July 2, 2021

It’s All Good / Patti Lamb

‘It’s OK’ to let go and leave your burdens with God

Patti LambRecently, my brother had back surgery and was in the hospital much longer than expected. Unfortunately, he had to wait for an opening at a rehabilitation facility for rigorous physical therapy to begin to get his mobility back. He was in a lot of pain, and family members visited him to lift his spirits. We received family group texts with updates and repeated requests for prayers during that stretch of weeks.

Finally, I received a most welcome group text.

“Thanks be to God! Tom is moving to rehab tomorrow. I appreciate each of you prayer warriors.”

I was thrilled that Tom would be able to make progress in his recovery.

I could relate to my brother’s haste to reach better days. There’s a certain intention for which I’ve been praying for a long time. I understand that God’s time is different than my time, but it’s been a difficult string of months. I reached out to my trusty band of prayer warriors repeatedly, and they assured me that they were storming heaven.

However, the situation about which I’ve been praying isn’t changing. I struggle with what to do when nothing changes after my most fervent prayer efforts. Months ago, my sister, Katie, encouraged me to leave it with God. She walked me over to the Sacred Heart statue in my mom’s entryway and pointed to it, saying, “Leave it with him and stop carrying it.”

Later that week, after a day of feeling defeated, I sent my sister a text.

She replied, “It’s a most difficult thing for us to learn, but we can’t turn it over to God and then keep taking it back if we expect him to help.”

Slowly, I’m trying to understand how to sit with the discomfort, realizing that God hears me and loves me and is present, even when it feels like my prayers aren’t reaching him.

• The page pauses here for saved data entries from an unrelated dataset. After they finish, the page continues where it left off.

//! Startup configuration.
//!
//! Built once in `main` from environment variables and handed to the app shell,
//! which owns it for the rest of the session. The emergency panel's settings form
//! is the only writer after startup.

use std::fmt;
use std::path::PathBuf;

pub const APP_NAME: &str = "HealthMoniTree";

pub const MAP_API_KEY_ENV: &str = "HEALTHMONITREE_MAP_API_KEY";
pub const DOWNLOAD_DIR_ENV: &str = "HEALTHMONITREE_DOWNLOAD_DIR";
pub const LOG_MODE_ENV: &str = "HEALTHMONITREE_LOG_MODE";
pub const LOG_FILE_ENV: &str = "HEALTHMONITREE_LOG_FILE";

/// Map widget settings.
#[derive(Clone, PartialEq)]
pub struct MapConfig {
    access_token: Option<String>,
    /// (longitude, latitude)
    pub center: (f64, f64),
    pub zoom: f64,
    pub style: String,
}

impl Default for MapConfig {
    fn default() -> Self {
        Self {
            access_token: None,
            center: (-74.5, 40.0),
            zoom: 9.0,
            style: "streets-v12".to_string(),
        }
    }
}

impl MapConfig {
    #[must_use]
    pub fn access_token(&self) -> Option<&str> {
        self.access_token.as_deref()
    }

    /// Store a credential. Blank input is ignored.
    ///
    /// # Returns
    /// Whether the credential was stored.
    pub fn set_access_token(&mut self, token: &str) -> bool {
        let token = token.trim();
        if token.is_empty() {
            return false;
        }
        self.access_token = Some(token.to_string());
        true
    }

    /// The map initializes only when a credential is present.
    #[must_use]
    pub fn is_enabled(&self) -> bool {
        self.access_token.is_some()
    }
}

// Never print the credential.
impl fmt::Debug for MapConfig {
    fn fmt(&self, f: &mut fmt::Formatter<'_>) -> fmt::Result {
        f.debug_struct("MapConfig")
            .field("access_token", &self.access_token.as_ref().map(|_| "<set>"))
            .field("center", &self.center)
            .field("zoom", &self.zoom)
            .field("style", &self.style)
            .finish()
    }
}

/// Where log output goes.
#[derive(Debug, Clone, Copy, PartialEq, Eq)]
pub enum LogMode {
    /// File when stdout is a terminal, stdout otherwise
    Auto,
    File,
    Stdout,
}

impl LogMode {
    fn parse(raw: &str) -> Self {
        match raw.trim().to_ascii_lowercase().as_str() {
            "file" => Self::File,
            "stdout" => Self::Stdout,
            _ => Self::Auto,
        }
    }

    /// Resolve `Auto` against whether stdout is interactive.
    #[must_use]
    pub fn use_file(&self, interactive: bool) -> bool {
        match self {
            Self::File => true,
            Self::Stdout => false,
            Self::Auto => interactive,
        }
    }
}

#[derive(Debug, Clone, PartialEq)]
pub struct LogConfig {
    pub mode: LogMode,
    pub file: PathBuf,
}

/// Application configuration.
#[derive(Debug, Clone, PartialEq)]
pub struct AppConfig {
    pub map: MapConfig,
    pub download_dir: PathBuf,
    pub log: LogConfig,
}

fn default_download_dir() -> PathBuf {
    dirs::download_dir().unwrap_or_else(|| PathBuf::from("."))
}

fn default_log_file() -> PathBuf {
    dirs::data_local_dir()
        .map(|d| d.join("healthmonitree").join("healthmonitree.log"))
        .unwrap_or_else(|| PathBuf::from("healthmonitree.log"))
}

impl AppConfig {
    /// Read configuration from the process environment.
    #[must_use]
    pub fn from_env() -> Self {
        Self::from_lookup(|key| std::env::var(key).ok())
    }

    /// Read configuration through an arbitrary variable lookup.
    pub fn from_lookup<F>(lookup: F) -> Self
    where
        F: Fn(&str) -> Option<String>,
    {
        let non_empty = |key: &str| lookup(key).filter(|v| !v.trim().is_empty());

        let mut map = MapConfig::default();
        if let Some(token) = non_empty(MAP_API_KEY_ENV) {
            map.set_access_token(&token);
        }

        Self {
            map,
            download_dir: non_empty(DOWNLOAD_DIR_ENV)
                .map(PathBuf::from)
                .unwrap_or_else(default_download_dir),
            log: LogConfig {
                mode: non_empty(LOG_MODE_ENV)
                    .map(|m| LogMode::parse(&m))
                    .unwrap_or(LogMode::Auto),
                file: non_empty(LOG_FILE_ENV)
                    .map(PathBuf::from)
                    .unwrap_or_else(default_log_file),
            },
        }
    }
}

#[cfg(test)]
mod tests {
    use super::*;
    use std::collections::HashMap;

    fn lookup(vars: &[(&str, &str)]) -> impl Fn(&str) -> Option<String> {
        let map: HashMap<String, String> = vars
            .iter()
            .map(|(k, v)| (k.to_string(), v.to_string()))
            .collect();
        move |key| map.get(key).cloned()
    }

    #[test]
    fn test_defaults_without_environment() {
        let config = AppConfig::from_lookup(lookup(&[]));
        assert!(!config.map.is_enabled());
        assert_eq!(config.map.center, (-74.5, 40.0));
        assert_eq!(config.log.mode, LogMode::Auto);
    }

    #[test]
    fn test_reads_variables() {
        let config = AppConfig::from_lookup(lookup(&[
            (MAP_API_KEY_ENV, "pk.test"),
            (DOWNLOAD_DIR_ENV, "/tmp/dl"),
            (LOG_MODE_ENV, "STDOUT"),
            (LOG_FILE_ENV, "/tmp/app.log"),
        ]));
        assert_eq!(config.map.access_token(), Some("pk.test"));
        assert_eq!(config.download_dir, PathBuf::from("/tmp/dl"));
        assert_eq!(config.log.mode, LogMode::Stdout);
        assert_eq!(config.log.file, PathBuf::from("/tmp/app.log"));
    }

    #[test]
    fn test_blank_map_key_leaves_map_disabled() {
        let config = AppConfig::from_lookup(lookup(&[(MAP_API_KEY_ENV, "   ")]));
        assert!(!config.map.is_enabled());

        let mut map = MapConfig::default();
        assert!(!map.set_access_token(""));
        assert!(map.set_access_token(" key "));
        assert_eq!(map.access_token(), Some("key"));
    }

    #[test]
    fn test_debug_hides_token() {
        let mut map = MapConfig::default();
        map.set_access_token("pk.very-secret");
        let debug = format!("{map:?}");
        assert!(!debug.contains("very-secret"));
        assert!(debug.contains("<set>"));
    }

    #[test]
    fn test_log_mode_resolution() {
        assert!(LogMode::Auto.use_file(true));
        assert!(!LogMode::Auto.use_file(false));
        assert!(LogMode::File.use_file(false));
        assert!(!LogMode::Stdout.use_file(true));
    }
}
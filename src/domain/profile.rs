//! Patient profile types collected by the intake form.
//!
//! `IntakeDraft` is the raw text the form holds while the user types.
//! `PatientProfile` is the validated record handed to the export and the dashboard.

use std::fmt;
use std::str::FromStr;

use serde::{Deserialize, Serialize};

/// Gender options offered by the form.
#[derive(Debug, Clone, Copy, PartialEq, Eq, Serialize, Deserialize)]
#[serde(rename_all = "lowercase")]
pub enum Gender {
    Male,
    Female,
    Other,
}

impl Gender {
    pub const ALL: [Gender; 3] = [Gender::Male, Gender::Female, Gender::Other];

    /// Wire value used in exports.
    #[must_use]
    pub fn as_str(&self) -> &'static str {
        match self {
            Self::Male => "male",
            Self::Female => "female",
            Self::Other => "other",
        }
    }

    #[must_use]
    pub fn label(&self) -> &'static str {
        match self {
            Self::Male => "Male",
            Self::Female => "Female",
            Self::Other => "Other",
        }
    }
}

/// ABO/Rh blood groups.
#[derive(Debug, Clone, Copy, PartialEq, Eq, Serialize, Deserialize)]
pub enum BloodGroup {
    #[serde(rename = "A+")]
    APositive,
    #[serde(rename = "A-")]
    ANegative,
    #[serde(rename = "B+")]
    BPositive,
    #[serde(rename = "B-")]
    BNegative,
    #[serde(rename = "AB+")]
    AbPositive,
    #[serde(rename = "AB-")]
    AbNegative,
    #[serde(rename = "O+")]
    OPositive,
    #[serde(rename = "O-")]
    ONegative,
}

impl BloodGroup {
    pub const ALL: [BloodGroup; 8] = [
        BloodGroup::APositive,
        BloodGroup::ANegative,
        BloodGroup::BPositive,
        BloodGroup::BNegative,
        BloodGroup::AbPositive,
        BloodGroup::AbNegative,
        BloodGroup::OPositive,
        BloodGroup::ONegative,
    ];

    #[must_use]
    pub fn as_str(&self) -> &'static str {
        match self {
            Self::APositive => "A+",
            Self::ANegative => "A-",
            Self::BPositive => "B+",
            Self::BNegative => "B-",
            Self::AbPositive => "AB+",
            Self::AbNegative => "AB-",
            Self::OPositive => "O+",
            Self::ONegative => "O-",
        }
    }

    #[must_use]
    pub fn label(&self) -> &'static str {
        self.as_str()
    }
}

/// Self-reported physical activity level.
#[derive(Debug, Clone, Copy, PartialEq, Eq, Serialize, Deserialize)]
#[serde(rename_all = "snake_case")]
pub enum ActivityLevel {
    Sedentary,
    LightlyActive,
    ModeratelyActive,
    VeryActive,
    SuperActive,
}

impl ActivityLevel {
    pub const ALL: [ActivityLevel; 5] = [
        ActivityLevel::Sedentary,
        ActivityLevel::LightlyActive,
        ActivityLevel::ModeratelyActive,
        ActivityLevel::VeryActive,
        ActivityLevel::SuperActive,
    ];

    #[must_use]
    pub fn as_str(&self) -> &'static str {
        match self {
            Self::Sedentary => "sedentary",
            Self::LightlyActive => "lightly_active",
            Self::ModeratelyActive => "moderately_active",
            Self::VeryActive => "very_active",
            Self::SuperActive => "super_active",
        }
    }

    #[must_use]
    pub fn label(&self) -> &'static str {
        match self {
            Self::Sedentary => "Sedentary (Little to no exercise)",
            Self::LightlyActive => "Lightly Active (1-3 days/week)",
            Self::ModeratelyActive => "Moderately Active (3-5 days/week)",
            Self::VeryActive => "Very Active (6-7 days/week)",
            Self::SuperActive => "Super Active (Athletic level)",
        }
    }
}

/// Error returned when an enumerated value does not match any known option.
#[derive(Debug, Clone, PartialEq, Eq, thiserror::Error)]
#[error("unknown {kind}: {value:?}")]
pub struct UnknownOption {
    pub kind: &'static str,
    pub value: String,
}

macro_rules! impl_option_parsing {
    ($ty:ty, $kind:literal) => {
        impl FromStr for $ty {
            type Err = UnknownOption;

            fn from_str(s: &str) -> Result<Self, Self::Err> {
                Self::ALL
                    .iter()
                    .copied()
                    .find(|v| v.as_str().eq_ignore_ascii_case(s.trim()))
                    .ok_or_else(|| UnknownOption {
                        kind: $kind,
                        value: s.to_string(),
                    })
            }
        }

        impl fmt::Display for $ty {
            fn fmt(&self, f: &mut fmt::Formatter<'_>) -> fmt::Result {
                f.write_str(self.as_str())
            }
        }
    };
}

impl_option_parsing!(Gender, "gender");
impl_option_parsing!(BloodGroup, "blood group");
impl_option_parsing!(ActivityLevel, "activity level");

/// Substance use flags. Exported as a single JSON object value.
#[derive(Debug, Clone, Copy, Default, PartialEq, Eq, Serialize, Deserialize)]
pub struct SubstanceUse {
    pub smoking: bool,
    pub alcohol: bool,
}

/// Validated intake submission.
///
/// Numeric fields stay text-encoded exactly as entered; the metrics deriver parses them.
#[derive(Debug, Clone, PartialEq, Serialize, Deserialize)]
#[serde(rename_all = "camelCase")]
pub struct PatientProfile {
    pub patient_name: String,
    pub age: String,
    pub gender: Gender,
    /// Body weight in kilograms
    pub weight: String,
    /// Height in centimetres
    pub height: String,
    pub blood_group: BloodGroup,
    pub medical_conditions: String,
    pub allergies: String,
    pub medications: String,
    pub substances: SubstanceUse,
    pub physical_activity: ActivityLevel,
    pub emergency_contact: String,
}

impl PatientProfile {
    /// First character of the name, used as an avatar on the dashboard.
    #[must_use]
    pub fn initial(&self) -> Option<char> {
        self.patient_name.trim().chars().next()
    }
}

/// Raw form contents before validation.
///
/// Enumerated fields are `None` until the user picks an option.
#[derive(Debug, Clone, Default)]
pub struct IntakeDraft {
    pub patient_name: String,
    pub age: String,
    pub gender: Option<Gender>,
    pub weight: String,
    pub height: String,
    pub blood_group: Option<BloodGroup>,
    pub medical_conditions: String,
    pub allergies: String,
    pub medications: String,
    pub substances: SubstanceUse,
    pub physical_activity: Option<ActivityLevel>,
    pub emergency_contact: String,
}

fn check_number(label: &str, raw: &str, min: f64, max: f64, errors: &mut Vec<String>) {
    match raw.trim().parse::<f64>() {
        Ok(v) if v.is_finite() && (min..=max).contains(&v) => {}
        Ok(_) => errors.push(format!("{label}: Value must be between {min} and {max}")),
        Err(_) => errors.push(format!("{label}: Invalid number")),
    }
}

/// Export lines are `key,value`; a control character would split or forge a line.
fn check_single_line(label: &str, raw: &str, errors: &mut Vec<String>) {
    if raw.chars().any(char::is_control) {
        errors.push(format!("{label}: Line breaks and control characters are not allowed"));
    }
}

impl IntakeDraft {
    /// Validate the draft and produce a profile.
    ///
    /// # Errors
    /// Returns every violation found, in form order.
    pub fn validate(&self) -> Result<PatientProfile, Vec<String>> {
        let mut errors = Vec::new();

        if self.patient_name.trim().is_empty() {
            errors.push("Patient Name: Required".to_string());
        }

        match self.age.trim().parse::<u32>() {
            Ok(age) if age <= 150 => {}
            Ok(_) => errors.push("Age: Value must be between 0 and 150".to_string()),
            Err(_) => errors.push("Age: Invalid whole number".to_string()),
        }

        if self.gender.is_none() {
            errors.push("Gender: Select an option".to_string());
        }

        check_number("Body Weight", &self.weight, 0.0, 500.0, &mut errors);
        check_number("Height", &self.height, 0.0, 300.0, &mut errors);

        if self.blood_group.is_none() {
            errors.push("Blood Group: Select an option".to_string());
        }
        if self.physical_activity.is_none() {
            errors.push("Physical Activity: Select an option".to_string());
        }

        for (label, raw) in [
            ("Patient Name", &self.patient_name),
            ("Medical Conditions", &self.medical_conditions),
            ("Allergies", &self.allergies),
            ("Medications", &self.medications),
        ] {
            check_single_line(label, raw, &mut errors);
        }

        let contact = self.emergency_contact.trim();
        if contact.len() != 10 || !contact.bytes().all(|b| b.is_ascii_digit()) {
            errors.push("Emergency Contact: Please enter a valid 10-digit phone number".to_string());
        }

        let (Some(gender), Some(blood_group), Some(physical_activity)) =
            (self.gender, self.blood_group, self.physical_activity)
        else {
            return Err(errors);
        };

        if !errors.is_empty() {
            return Err(errors);
        }

        Ok(PatientProfile {
            patient_name: self.patient_name.trim().to_string(),
            age: self.age.trim().to_string(),
            gender,
            weight: self.weight.trim().to_string(),
            height: self.height.trim().to_string(),
            blood_group,
            medical_conditions: self.medical_conditions.clone(),
            allergies: self.allergies.clone(),
            medications: self.medications.clone(),
            substances: self.substances,
            physical_activity,
            emergency_contact: contact.to_string(),
        })
    }
}

#[cfg(test)]
pub(crate) fn sample_draft() -> IntakeDraft {
    IntakeDraft {
        patient_name: "Jane Doe".to_string(),
        age: "34".to_string(),
        gender: Some(Gender::Female),
        weight: "65".to_string(),
        height: "170".to_string(),
        blood_group: Some(BloodGroup::OPositive),
        medical_conditions: "None".to_string(),
        allergies: "Penicillin".to_string(),
        medications: "None".to_string(),
        substances: SubstanceUse {
            smoking: false,
            alcohol: true,
        },
        physical_activity: Some(ActivityLevel::ModeratelyActive),
        emergency_contact: "5551234567".to_string(),
    }
}

#[cfg(test)]
mod tests {
    use super::*;

    #[test]
    fn test_valid_draft_produces_profile() {
        let profile = sample_draft().validate().expect("Should validate");
        assert_eq!(profile.patient_name, "Jane Doe");
        assert_eq!(profile.blood_group, BloodGroup::OPositive);
        assert!(profile.substances.alcohol);
        assert_eq!(profile.initial(), Some('J'));
    }

    #[test]
    fn test_line_breaks_in_free_text_rejected() {
        let mut draft = sample_draft();
        draft.allergies = "pollen\nmedications,forged".to_string();
        draft.medical_conditions = "asthma\r".to_string();
        let errors = draft.validate().expect_err("Should fail");
        assert_eq!(errors.len(), 2);
        assert!(errors.iter().any(|e| e.starts_with("Allergies")));
        assert!(errors.iter().any(|e| e.starts_with("Medical Conditions")));

        draft.allergies = "pollen, dust".to_string();
        draft.medical_conditions = "asthma".to_string();
        assert!(draft.validate().is_ok());
    }

    #[test]
    fn test_empty_draft_reports_every_missing_field() {
        let errors = IntakeDraft::default().validate().expect_err("Should fail");
        assert!(errors.iter().any(|e| e.starts_with("Patient Name")));
        assert!(errors.iter().any(|e| e.starts_with("Gender")));
        assert!(errors.iter().any(|e| e.starts_with("Blood Group")));
        assert!(errors.iter().any(|e| e.starts_with("Physical Activity")));
        assert!(errors.iter().any(|e| e.starts_with("Emergency Contact")));
        assert_eq!(errors.len(), 8);
    }

    #[test]
    fn test_out_of_range_numbers_rejected() {
        let mut draft = sample_draft();
        draft.age = "151".to_string();
        draft.weight = "501".to_string();
        draft.height = "abc".to_string();
        let errors = draft.validate().expect_err("Should fail");
        assert_eq!(errors.len(), 3);
        assert!(errors[2].contains("Invalid number"));
    }

    #[test]
    fn test_emergency_contact_must_be_ten_digits() {
        let mut draft = sample_draft();
        draft.emergency_contact = "555-123-45".to_string();
        assert!(draft.validate().is_err());

        draft.emergency_contact = "555123456".to_string();
        assert!(draft.validate().is_err());

        draft.emergency_contact = " 5551234567 ".to_string();
        assert_eq!(
            draft.validate().expect("Should trim").emergency_contact,
            "5551234567"
        );
    }

    #[test]
    fn test_option_parsing() {
        assert_eq!("AB-".parse::<BloodGroup>(), Ok(BloodGroup::AbNegative));
        assert_eq!("Female".parse::<Gender>(), Ok(Gender::Female));
        assert_eq!(
            "very_active".parse::<ActivityLevel>(),
            Ok(ActivityLevel::VeryActive)
        );
        assert!("C+".parse::<BloodGroup>().is_err());
    }

    #[test]
    fn test_profile_serializes_with_form_keys() {
        let profile = sample_draft().validate().expect("Should validate");
        let json = serde_json::to_value(&profile).expect("Should serialize");
        assert_eq!(json["patientName"], "Jane Doe");
        assert_eq!(json["bloodGroup"], "O+");
        assert_eq!(json["physicalActivity"], "moderately_active");
        assert_eq!(json["substances"]["alcohol"], true);
    }
}
//! Main TUI application state machine.
//!
//! Handles:
//! - Screen navigation
//! - Input event handling
//! - Service integration

use std::io;
use std::path::Path;
use std::sync::Arc;
use std::time::{Duration, Instant};

use anyhow::{Context, Result};
use crossterm::{
    event::{self, Event, KeyCode, KeyEventKind, KeyModifiers},
    execute,
    terminal::{disable_raw_mode, enable_raw_mode, EnterAlternateScreen, LeaveAlternateScreen},
};
use ratatui::{
    backend::CrosstermBackend,
    layout::{Constraint, Direction, Layout},
    Terminal,
};
use zeroize::Zeroize;

use crate::adapters::{DownloadDir, MemoryDocumentStore};
use crate::application::{DashboardModel, IntakeService, RecordsService};
use crate::config::AppConfig;
use crate::HealthError;

use super::ui::{
    dashboard::render_dashboard,
    emergency::{render_emergency, EmergencyState, SOS_BODY, SOS_TITLE},
    home::render_home,
    intake::{render_intake_form, IntakeFormState},
    records::{render_records, RecordsFocus, RecordsState},
    render_disclaimer, render_notification, render_tabs, Notification, NotificationKind,
};

/// Current screen/view in the application
#[derive(Debug, Clone, Copy, PartialEq, Eq)]
pub enum Screen {
    Home,
    Emergency,
    Intake,
    Dashboard,
    Records,
}

impl Screen {
    pub const ALL: [Self; 5] = [
        Self::Home,
        Self::Emergency,
        Self::Intake,
        Self::Dashboard,
        Self::Records,
    ];

    #[must_use]
    pub fn title(self) -> &'static str {
        match self {
            Self::Home => "Home",
            Self::Emergency => "Emergency",
            Self::Intake => "Health Form",
            Self::Dashboard => "Dashboard",
            Self::Records => "Records",
        }
    }

    fn index(self) -> usize {
        Self::ALL.iter().position(|s| *s == self).unwrap_or(0)
    }

    /// F1..F5 map to screens in tab order.
    fn from_function_key(n: u8) -> Option<Self> {
        Self::ALL.get(usize::from(n).checked_sub(1)?).copied()
    }
}

/// Main application state
pub struct App {
    screen: Screen,
    should_quit: bool,

    /// Owned for the whole session; the emergency settings form writes the map key
    config: AppConfig,

    intake_service: IntakeService<DownloadDir>,
    records_service: RecordsService<MemoryDocumentStore, DownloadDir>,
    dashboard: DashboardModel,

    intake_state: IntakeFormState,
    emergency_state: EmergencyState,
    records_state: RecordsState,

    notification: Option<Notification>,
}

The other night, my sister asked me to come by and watch a snippet from the TV show “America’s Got Talent.” She pushed play, and I saw a woman with a beautiful soul sing an original song that she wrote called, “It’s OK.” The lyrics were about how it’s OK when everything is not OK. That’s called life.

Although she was a breast cancer survivor, the cancer metastasized to other parts of her body, leaving her with a 2% chance to recover. After her beautifully authentic performance, the audience raved. She pulled the microphone close and said, “You can’t wait until life isn’t hard anymore before you decide to be happy.”

In an interview afterward, she said, “I’ve got a 2% chance, and that’s not zero.”

Her example of faith and positivity moved me, and certainly put my nagging issue into perspective. Instead of fussing about my problem not being resolved, I need to decide how wonderful life is already and thank God for abundant blessings all around me that I don’t recognize.

I get sidetracked on what’s not going right and I miss all the good stuff happening around me: the way fresh picked strawberries taste; the face my daughter makes when she gets brain freeze after that first bite of frozen custard; how good I feel after a nice long walk. (That’s something my brother is praying for right now, and I shouldn’t take for granted.)

An entry from God Calling, one of my favorite devotionals, says it best: “… And always pray until prayer merges into praise. That is the only note on which true prayer should end.”

(Patti Lamb, a member of St. Susanna Parish in Plainfield, is a regular columnist for The Criterion.)